**WHAT THE TASK REQUIRES:** After counting the lines below that hold the word "Deserialize", reply with the count and nothing else.
· · · ·
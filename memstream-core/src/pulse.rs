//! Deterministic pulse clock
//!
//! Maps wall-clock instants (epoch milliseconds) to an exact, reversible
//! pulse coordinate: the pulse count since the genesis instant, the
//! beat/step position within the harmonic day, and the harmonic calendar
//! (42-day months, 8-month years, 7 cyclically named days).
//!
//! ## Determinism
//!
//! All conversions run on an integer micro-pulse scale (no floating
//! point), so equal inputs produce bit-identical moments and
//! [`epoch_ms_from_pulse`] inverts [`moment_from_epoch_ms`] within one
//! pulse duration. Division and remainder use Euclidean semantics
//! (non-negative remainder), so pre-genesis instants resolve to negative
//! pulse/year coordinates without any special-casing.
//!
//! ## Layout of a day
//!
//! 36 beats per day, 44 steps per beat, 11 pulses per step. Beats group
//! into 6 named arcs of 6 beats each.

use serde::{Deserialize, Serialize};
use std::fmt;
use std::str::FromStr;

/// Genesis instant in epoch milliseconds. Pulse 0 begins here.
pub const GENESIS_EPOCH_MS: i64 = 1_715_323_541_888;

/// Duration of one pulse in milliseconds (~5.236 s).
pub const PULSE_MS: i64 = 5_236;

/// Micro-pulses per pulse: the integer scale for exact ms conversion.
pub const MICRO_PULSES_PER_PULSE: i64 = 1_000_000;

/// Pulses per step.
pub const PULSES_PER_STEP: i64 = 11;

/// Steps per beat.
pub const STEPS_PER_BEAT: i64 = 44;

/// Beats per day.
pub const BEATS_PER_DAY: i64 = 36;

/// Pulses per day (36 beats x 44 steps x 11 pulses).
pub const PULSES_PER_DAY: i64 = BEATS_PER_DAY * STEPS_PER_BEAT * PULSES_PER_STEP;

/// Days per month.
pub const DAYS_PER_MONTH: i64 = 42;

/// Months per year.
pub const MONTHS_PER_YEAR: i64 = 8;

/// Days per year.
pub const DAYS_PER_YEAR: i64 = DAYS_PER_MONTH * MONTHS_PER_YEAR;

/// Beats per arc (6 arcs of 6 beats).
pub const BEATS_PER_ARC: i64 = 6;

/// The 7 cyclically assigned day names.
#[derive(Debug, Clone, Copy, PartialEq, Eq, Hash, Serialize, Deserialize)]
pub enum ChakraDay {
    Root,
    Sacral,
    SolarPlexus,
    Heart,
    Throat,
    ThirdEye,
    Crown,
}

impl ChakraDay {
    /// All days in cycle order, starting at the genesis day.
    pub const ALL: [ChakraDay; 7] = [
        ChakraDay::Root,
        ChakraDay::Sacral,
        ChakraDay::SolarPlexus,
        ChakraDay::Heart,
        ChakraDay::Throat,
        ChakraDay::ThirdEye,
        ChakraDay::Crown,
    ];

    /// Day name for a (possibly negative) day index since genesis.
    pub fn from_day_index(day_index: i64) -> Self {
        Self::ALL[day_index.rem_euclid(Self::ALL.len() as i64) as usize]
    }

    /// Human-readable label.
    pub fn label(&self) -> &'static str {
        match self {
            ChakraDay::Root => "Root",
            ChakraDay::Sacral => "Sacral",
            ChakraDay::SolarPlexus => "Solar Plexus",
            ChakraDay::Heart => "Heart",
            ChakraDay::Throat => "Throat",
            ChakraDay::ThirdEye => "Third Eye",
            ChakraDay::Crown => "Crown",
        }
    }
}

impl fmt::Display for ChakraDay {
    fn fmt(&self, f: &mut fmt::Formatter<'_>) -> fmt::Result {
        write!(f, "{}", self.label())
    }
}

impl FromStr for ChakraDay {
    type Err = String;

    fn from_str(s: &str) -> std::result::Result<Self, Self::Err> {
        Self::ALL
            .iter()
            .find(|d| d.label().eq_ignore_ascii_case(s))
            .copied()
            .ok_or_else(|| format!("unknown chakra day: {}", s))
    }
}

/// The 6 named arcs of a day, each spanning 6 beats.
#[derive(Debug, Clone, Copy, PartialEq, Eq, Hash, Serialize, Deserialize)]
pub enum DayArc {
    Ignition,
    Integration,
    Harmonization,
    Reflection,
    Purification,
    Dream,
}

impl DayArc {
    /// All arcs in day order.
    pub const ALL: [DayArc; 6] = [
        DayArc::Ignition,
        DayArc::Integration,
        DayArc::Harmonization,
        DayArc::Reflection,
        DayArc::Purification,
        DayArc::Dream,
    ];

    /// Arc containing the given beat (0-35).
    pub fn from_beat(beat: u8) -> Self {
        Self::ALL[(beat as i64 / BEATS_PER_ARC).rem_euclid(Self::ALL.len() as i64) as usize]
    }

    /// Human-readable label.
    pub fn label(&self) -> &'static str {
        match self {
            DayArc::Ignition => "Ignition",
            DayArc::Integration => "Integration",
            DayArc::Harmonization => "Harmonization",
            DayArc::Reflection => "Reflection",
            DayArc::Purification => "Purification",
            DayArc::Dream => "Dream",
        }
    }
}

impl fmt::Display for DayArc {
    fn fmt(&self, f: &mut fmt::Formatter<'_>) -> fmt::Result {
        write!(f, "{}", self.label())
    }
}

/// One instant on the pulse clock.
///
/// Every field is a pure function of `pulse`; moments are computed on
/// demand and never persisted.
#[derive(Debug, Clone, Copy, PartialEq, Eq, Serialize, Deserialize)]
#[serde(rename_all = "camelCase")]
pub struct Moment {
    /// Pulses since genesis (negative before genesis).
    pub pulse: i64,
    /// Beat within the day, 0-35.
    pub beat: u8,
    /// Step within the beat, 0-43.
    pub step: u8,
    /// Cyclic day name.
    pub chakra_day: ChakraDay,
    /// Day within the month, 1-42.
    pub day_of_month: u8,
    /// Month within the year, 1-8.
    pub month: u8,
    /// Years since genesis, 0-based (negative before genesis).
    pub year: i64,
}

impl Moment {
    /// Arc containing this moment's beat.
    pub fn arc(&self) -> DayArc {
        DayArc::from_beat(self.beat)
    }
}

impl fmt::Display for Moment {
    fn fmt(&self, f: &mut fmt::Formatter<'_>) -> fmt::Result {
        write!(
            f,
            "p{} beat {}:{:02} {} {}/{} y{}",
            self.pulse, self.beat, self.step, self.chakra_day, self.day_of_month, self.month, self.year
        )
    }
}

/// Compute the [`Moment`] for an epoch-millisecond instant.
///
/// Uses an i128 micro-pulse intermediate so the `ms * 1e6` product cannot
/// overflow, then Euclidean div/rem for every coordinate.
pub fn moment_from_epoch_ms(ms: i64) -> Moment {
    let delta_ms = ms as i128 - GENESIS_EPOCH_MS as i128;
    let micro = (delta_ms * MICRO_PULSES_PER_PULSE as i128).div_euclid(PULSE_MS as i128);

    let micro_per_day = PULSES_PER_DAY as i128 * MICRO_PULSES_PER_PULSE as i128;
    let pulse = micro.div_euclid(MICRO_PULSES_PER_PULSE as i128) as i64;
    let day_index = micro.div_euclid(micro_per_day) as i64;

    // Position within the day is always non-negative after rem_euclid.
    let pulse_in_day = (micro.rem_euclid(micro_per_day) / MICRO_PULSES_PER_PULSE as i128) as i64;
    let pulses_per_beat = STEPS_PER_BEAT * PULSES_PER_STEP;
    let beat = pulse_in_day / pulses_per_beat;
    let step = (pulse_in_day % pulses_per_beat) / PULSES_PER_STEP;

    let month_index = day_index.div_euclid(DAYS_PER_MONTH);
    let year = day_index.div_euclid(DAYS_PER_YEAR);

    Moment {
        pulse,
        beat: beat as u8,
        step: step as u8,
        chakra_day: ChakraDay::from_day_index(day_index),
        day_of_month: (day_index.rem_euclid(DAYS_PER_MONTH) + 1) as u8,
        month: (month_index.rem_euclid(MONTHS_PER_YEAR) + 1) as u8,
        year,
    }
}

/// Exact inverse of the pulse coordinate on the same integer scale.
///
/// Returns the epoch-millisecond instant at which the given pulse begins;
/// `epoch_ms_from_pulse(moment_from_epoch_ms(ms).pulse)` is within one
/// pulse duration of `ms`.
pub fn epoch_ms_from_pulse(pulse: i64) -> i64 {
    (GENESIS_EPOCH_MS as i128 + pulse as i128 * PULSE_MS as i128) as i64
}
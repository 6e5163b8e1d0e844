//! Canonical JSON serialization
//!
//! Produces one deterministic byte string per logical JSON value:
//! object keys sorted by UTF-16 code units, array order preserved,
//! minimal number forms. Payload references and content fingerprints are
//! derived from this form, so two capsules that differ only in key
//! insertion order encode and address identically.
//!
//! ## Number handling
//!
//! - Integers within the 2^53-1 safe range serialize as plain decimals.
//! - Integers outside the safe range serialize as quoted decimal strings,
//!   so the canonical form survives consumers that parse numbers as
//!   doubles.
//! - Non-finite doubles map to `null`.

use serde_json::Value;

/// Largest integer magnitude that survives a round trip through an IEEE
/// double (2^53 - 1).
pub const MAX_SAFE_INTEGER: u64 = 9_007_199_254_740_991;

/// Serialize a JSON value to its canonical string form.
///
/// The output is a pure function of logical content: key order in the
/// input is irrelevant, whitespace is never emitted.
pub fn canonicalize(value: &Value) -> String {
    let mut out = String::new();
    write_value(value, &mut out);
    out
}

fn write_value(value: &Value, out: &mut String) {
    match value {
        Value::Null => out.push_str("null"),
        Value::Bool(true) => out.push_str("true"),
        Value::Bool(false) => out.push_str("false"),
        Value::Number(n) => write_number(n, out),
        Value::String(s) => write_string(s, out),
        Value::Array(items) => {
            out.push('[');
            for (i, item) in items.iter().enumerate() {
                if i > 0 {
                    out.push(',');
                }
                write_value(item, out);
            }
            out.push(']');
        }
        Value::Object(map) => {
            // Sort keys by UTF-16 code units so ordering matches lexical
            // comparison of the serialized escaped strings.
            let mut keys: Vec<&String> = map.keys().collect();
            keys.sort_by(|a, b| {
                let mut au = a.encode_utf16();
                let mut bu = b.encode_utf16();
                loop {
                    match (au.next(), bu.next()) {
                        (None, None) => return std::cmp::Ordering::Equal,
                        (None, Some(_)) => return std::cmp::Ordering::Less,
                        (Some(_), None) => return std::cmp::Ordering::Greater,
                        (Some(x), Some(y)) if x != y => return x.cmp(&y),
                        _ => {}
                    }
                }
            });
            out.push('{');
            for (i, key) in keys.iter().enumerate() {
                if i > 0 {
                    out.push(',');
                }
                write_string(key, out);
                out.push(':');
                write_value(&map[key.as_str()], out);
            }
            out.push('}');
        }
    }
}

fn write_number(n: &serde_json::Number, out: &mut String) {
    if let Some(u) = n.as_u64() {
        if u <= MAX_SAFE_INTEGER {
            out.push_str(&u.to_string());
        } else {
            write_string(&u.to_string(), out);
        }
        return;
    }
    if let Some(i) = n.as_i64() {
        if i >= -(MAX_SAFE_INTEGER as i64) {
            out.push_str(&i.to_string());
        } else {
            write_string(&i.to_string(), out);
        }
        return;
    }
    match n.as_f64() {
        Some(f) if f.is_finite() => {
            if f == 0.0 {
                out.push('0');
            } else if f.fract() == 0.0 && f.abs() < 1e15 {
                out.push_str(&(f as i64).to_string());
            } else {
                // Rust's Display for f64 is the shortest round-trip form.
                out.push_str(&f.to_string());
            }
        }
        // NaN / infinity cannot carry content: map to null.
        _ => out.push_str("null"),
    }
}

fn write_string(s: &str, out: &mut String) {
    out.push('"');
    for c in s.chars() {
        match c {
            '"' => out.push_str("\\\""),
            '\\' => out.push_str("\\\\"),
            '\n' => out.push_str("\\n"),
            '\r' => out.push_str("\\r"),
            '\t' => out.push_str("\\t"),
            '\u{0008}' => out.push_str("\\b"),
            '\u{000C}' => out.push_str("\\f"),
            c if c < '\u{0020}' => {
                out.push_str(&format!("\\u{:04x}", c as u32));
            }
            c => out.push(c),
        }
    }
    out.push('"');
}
· · · ·
**RESPONSE TO THIS EXERCISE:** 4